Texas claimed that it had modeled its law after Indiana’s law, which was upheld in another challenge, Crawford v. Marion County Election Board. The Fifth Circuit, however, rejected Texas’s argument, finding obvious differences between the two laws that affected its decision that Texas’s law had a discriminatory impact on people of color.

“While cloaking themselves in the mantle of following Indiana’s voter ID law, which had been upheld against a (different) challenge in Crawford, the proponents of SB 14 took out all the ameliorative provisions of the Indiana law,” Haynes wrote.

One such ameliorative provision was an indigency exception, which the GOP-dominated Texas house stripped from the law. That exception would have freed indigent people from any obligation of paying fees associated with obtaining a qualified photo ID.

Although the Fifth Circuit found that the law violates the Voting Rights Act, the Fifth Circuit did not fashion a remedy for this violation and instead, remanded the case back to the lower court, instructing it that the “remedy must be tailored to rectify only the discriminatory effect on those voters who do not have SB 14 ID or are unable to reasonably obtain such identification.”

In addition, the appeals court reversed the lower court ruling that Texas had intended to discriminate against racial minorities. The court found evidence to support such a claim, but ultimately found that the district court’s overall findings were insufficient, and sent the case back to the district court to reconsider the evidence.

Nevertheless, voting rights advocates hailed the decision as a victory.

“We have repeatedly proven—using hard facts—that the Texas voter ID law discriminates against minority voters,” Gerry Hebert, executive director of the Campaign Legal Center and an attorney for the plaintiffs, said in a statement, according to the Texas Tribune. “The 5th Circuit’s full panel of judges now agrees, joining every other federal court that has reviewed this law. We are extremely pleased with this outcome.”

Texas Republicans, including former governor and presidential candidate Rick Perry, rushed the law through the GOP-majority legislature in 2011, arguing that it was necessary to prevent voter fraud, even though voter fraud has been found to be almost nonexistent in other Republican-led investigations.

Politifact found in March of this year that since 2002, there had been 85 election fraud prosecutions, and not all of them resulted in convictions. To put that in perspective, from 2000 to 2014, some 72 million ballots were cast in Texas, not counting municipal and local elections.

Justin Levitt, a professor at Loyola Law School in Los Angeles, argued in 2015 that most of the Texas prosecutions would not have been prevented by the voter ID law, since the prosecutions were not for in-person voter fraud, but rather for marking someone else’s absentee ballots without their consent, fake registrations, or voting while ineligible.

“There are vanishingly few instances of voter fraud—incidents flat-out, not just prosecutions—that could be stopped by applying a rule requiring ID at the polls,” Levitt said, according to Politifact.

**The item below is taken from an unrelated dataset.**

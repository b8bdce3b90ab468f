pub mod reflection_box;

pub use reflection_box::ReflectionBox;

Opponents of SB 14 cited the near absence of proven in-person voter fraud, arguing that the law was intended to dilute the voting strength of the state’s increasing population of people of color, many of whom do not have photo identification and who would find it difficult to obtain it, as the opinion noted.

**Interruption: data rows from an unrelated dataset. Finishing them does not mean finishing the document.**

//! The tokio-backed ticker under paused time.
//!
//! With `start_paused = true` the runtime jumps the clock to the next timer
//! whenever every task is idle, so five-second breaths run instantly.

use std::time::Duration;

use crossterm::event::{KeyCode, KeyEvent, KeyModifiers};
use tokio::time::{timeout, Instant};
use wellspring::app::{App, AppMessage};
use wellspring::config::AppConfig;

fn press(app: &mut App, code: KeyCode) {
    app.handle_key(KeyEvent::new(code, KeyModifiers::NONE));
}

#[tokio::test(start_paused = true)]
async fn test_full_exercise_on_real_ticker() {
    let mut app = App::new(AppConfig::default());
    let mut rx = app.message_rx.take().unwrap();

    let started = Instant::now();
    press(&mut app, KeyCode::Char('b'));
    assert!(app.toolkit.breathing().is_active());

    for _ in 0..10 {
        let message = rx.recv().await.unwrap();
        assert!(matches!(message, AppMessage::BreathTick(_)));
        app.handle_message(message);
    }

    assert_eq!(started.elapsed(), Duration::from_millis(50_000));
    assert!(!app.toolkit.breathing().is_active());
    assert_eq!(app.toolkit.breathing().breath_count(), 0);

    // The ticker was aborted on completion; nothing else arrives.
    assert!(timeout(Duration::from_secs(60), rx.recv()).await.is_err());
}

#[tokio::test(start_paused = true)]
async fn test_cancel_stops_real_ticker() {
    let mut app = App::new(AppConfig::default().with_tick_interval_ms(1000));
    let mut rx = app.message_rx.take().unwrap();

    press(&mut app, KeyCode::Char('b'));
    let message = rx.recv().await.unwrap();
    app.handle_message(message);
    assert_eq!(app.toolkit.breathing().breath_count(), 1);

    press(&mut app, KeyCode::Esc);
    assert!(!app.toolkit.breathing().is_active());
    assert!(timeout(Duration::from_secs(30), rx.recv()).await.is_err());
}

#[tokio::test(start_paused = true)]
async fn test_settings_toggle_arrives_through_channel() {
    let mut app = App::new(AppConfig::default());
    let mut rx = app.message_rx.take().unwrap();

    press(&mut app, KeyCode::Char('s'));
    let message = rx.recv().await.unwrap();
    assert_eq!(message, AppMessage::ToggleSettingsPanel);
    app.handle_message(message);
    assert!(app.settings_panel_open);
}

Laws requiring photo identification disparately impact people of color, students, and low-income voters, all groups who tend to vote for Democrats rather than Republicans.

Nevertheless, Texas conservatives continue to insist that the law was appropriately tailored to address voter fraud. “Voter fraud is real, and it undermines the integrity of the process,” said Gov. Greg Abbott (R) in a statement on Wednesday, according to the Texas Tribune.

Texas may appeal to the Supreme Court and ask the high court to intervene, although given that the Roberts Court remains short one judge, a 4-4 split is possible, which would leave in place the Fifth Circuit’s ruling.

This makes two voting rights victories in as many days for voting rights advocates. A federal judge on Tuesday in Wisconsin ruled that voters who unable to comply with the state’s photo ID requirement would nevertheless be allowed to vote in the upcoming election in November.